Nineteen

We had just sorted out who was sitting where and in which vehicle when a fully dressed Chloe came shuffling out of the hospital with an agitated Gage holding her up on one side and Olivia hovering by the other.

“Babe,” Gage pleaded when she reached the truck. “Please. Go back inside. They weren’t ready to discharge you.”

“I’m not letting Simi go on a car-chase heist without me,” she grumbled. “Deal with it.”

“Simi…” Gage tried to cut her off, moving in front of the passenger door. “Do something.”

Even I didn’t want Chloe coming with us. She was still pale, with dark circles under her eyes and a bandage around her head, but I knew my bestie, and when she had that fierce determination on her face, nothing was going to get in her way.

“Where would you like to sit?” I asked her.

“In the back beside the window so I can rest my head.” She skirted around Gage, climbed into the truck, and screamed.

“It’s okay,” I called out. “It’s Simone. She’s wearing a ski mask.”

Emma leaned into the truck. “I screamed, too, but because it was Gucci 2018 and not the new collection.”

“Simone, I’m afraid you’ll have to sit this one out,” I said gently. “I need Chloe and her hacking skills, and we’ve only got six seats.”

A dejected Simone pulled off her ski mask and climbed out of the truck. “I have to miss out on all the fun.”

“It’s not going to be fun,” I said. “It’s going to be dangerous and stressful, and we may not even recover the diamond, in which case, we’re going to need to disappear for a bit. We also need a point person here in the city in case something comes up. And Vera needs you. This must be an incredibly difficult time for her.”

“She did ask me to stay with her tonight.” Simone sighed. “She wants to watch Thelma & Louise. It’s her favorite movie. She said she’s seen it sixteen times.”

“It’s a wonderful film.” Rose had made me watch the 1990s film about two best friends who set out on an adventure that becomes a flight from the law when one of them kills the man who tried to assault her friend.

“Do you want my mask?” She offered me the neatly folded bundle.

“No, you should keep it. Who knows when you might need it again.”

“We need to split up between the two vehicles,” Jack said. “I don’t trust Clare and her team, so one of us should go with them and one of them should go with us.”

“That hurts,” Clare said. “I’ve been nothing but honest since this started.”

“You stole the Wild Heart and ratted us out to the mob and then blackmailed us into doing a heist,” I said. “ ‘Honest’ is not a word I’d use to describe you.”

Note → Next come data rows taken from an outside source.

use crossterm::event::{self, Event, KeyCode, KeyEventKind, KeyModifiers};
use std::time::Duration;

use crate::core::action::Action;

/// TUI-specific input events
#[derive(Debug, Clone, Copy, PartialEq, Eq)]
pub enum TuiEvent {
    Up,
    Down,
    Select,
    Back,
    Quit,
    ForceQuit, // Ctrl+C
    Resize,
}

impl TuiEvent {
    /// The core action this event stands for, if any.
    pub fn action(self) -> Option<Action> {
        match self {
            TuiEvent::Up => Some(Action::SelectPrevious),
            TuiEvent::Down => Some(Action::SelectNext),
            TuiEvent::Select => Some(Action::OpenSelected),
            TuiEvent::Back => Some(Action::Back),
            TuiEvent::Quit | TuiEvent::ForceQuit => Some(Action::Quit),
            TuiEvent::Resize => None,
        }
    }
}

/// Waits up to `timeout` for input, then reads everything already queued.
/// Ignored events (key releases, unmapped keys) are skipped without ending
/// the drain.
pub fn poll_events(timeout: Duration) -> Vec<TuiEvent> {
    let mut events = Vec::new();
    let mut wait = timeout;
    while event::poll(wait).unwrap_or(false) {
        match event::read() {
            Ok(raw) => events.extend(map_event(raw)),
            Err(e) => {
                log::warn!("Failed to read terminal event: {e}");
                break;
            }
        }
        wait = Duration::ZERO;
    }
    events
}

fn map_event(raw: Event) -> Option<TuiEvent> {
    match raw {
        Event::Key(key_event) if key_event.kind == KeyEventKind::Press => {
            log::debug!(
                "Key event: {:?} with modifiers {:?}",
                key_event.code,
                key_event.modifiers
            );
            match (key_event.modifiers, key_event.code) {
                (KeyModifiers::CONTROL, KeyCode::Char('c')) => Some(TuiEvent::ForceQuit),
                (_, KeyCode::Up | KeyCode::Char('k')) => Some(TuiEvent::Up),
                (_, KeyCode::Down | KeyCode::Char('j')) => Some(TuiEvent::Down),
                (_, KeyCode::Enter) => Some(TuiEvent::Select),
                (_, KeyCode::Esc | KeyCode::Backspace) => Some(TuiEvent::Back),
                (_, KeyCode::Char('q')) => Some(TuiEvent::Quit),
                _ => None,
            }
        }
        Event::Resize(_, _) => Some(TuiEvent::Resize),
        _ => None,
    }
}
use std::fmt;

pub const HOME_ROUTE: &str = "home_screen";
pub const FEATURE_ROUTE_PREFIX: &str = "feature_screen/";

/// A navigation destination.
#[derive(Debug, Clone, PartialEq, Eq)]
pub enum Route {
    Home,
    Feature(String),
}

impl Route {
    pub fn feature(feature: impl Into<String>) -> Self {
        Route::Feature(feature.into())
    }

    /// Parses a route string. Unknown routes yield `None`.
    pub fn parse(route: &str) -> Option<Route> {
        if route == HOME_ROUTE {
            return Some(Route::Home);
        }
        route
            .strip_prefix(FEATURE_ROUTE_PREFIX)
            .filter(|feature| !feature.is_empty())
            .map(Route::feature)
    }

    pub fn path(&self) -> String {
        match self {
            Route::Home => HOME_ROUTE.to_string(),
            Route::Feature(feature) => format!("{FEATURE_ROUTE_PREFIX}{feature}"),
        }
    }
}

impl fmt::Display for Route {
    fn fmt(&self, f: &mut fmt::Formatter<'_>) -> fmt::Result {
        f.write_str(&self.path())
    }
}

“Is this going to be like middle school where each side picks the people they want on their team?” Anil asked. “I was always picked last, so this time I’ll volunteer to go with Clare. She has a good side. You just haven’t given her a chance.”

“That’s sweet, hon.” She gave him a smile that made my toes curl, and not in a good way.

“Three pizza dogs coming back to Earth.” Emma bent over. “I’m gonna hurl.”

“Vito can go with you,” Clare said.

“I was going to pick Milan,” I said, thinking of how she’d come to the hospital to check on Chloe and how she’d tipped us off about the trucking company.

Clare shook her head. “I need her with me.”

We decided to put all Jack’s stuff in the truck camper so Chloe, Gage, and Vito could ride in the back of the cab and Jack, Emma, and I could ride up front. Simone offered to take Olivia to her grandparents’ house to spend the night, soothing Olivia’s ruffled feathers by promising to take her to a fast-food drive-through in her Bentley.

After we’d seen them off, we hit the road. Clare raced ahead of us through the city, weaving in and out of traffic until she disappeared in a blur of gray. Milan sent us mocking texts for the next few hours that did nothing to settle the already fraught atmosphere in the back of the truck.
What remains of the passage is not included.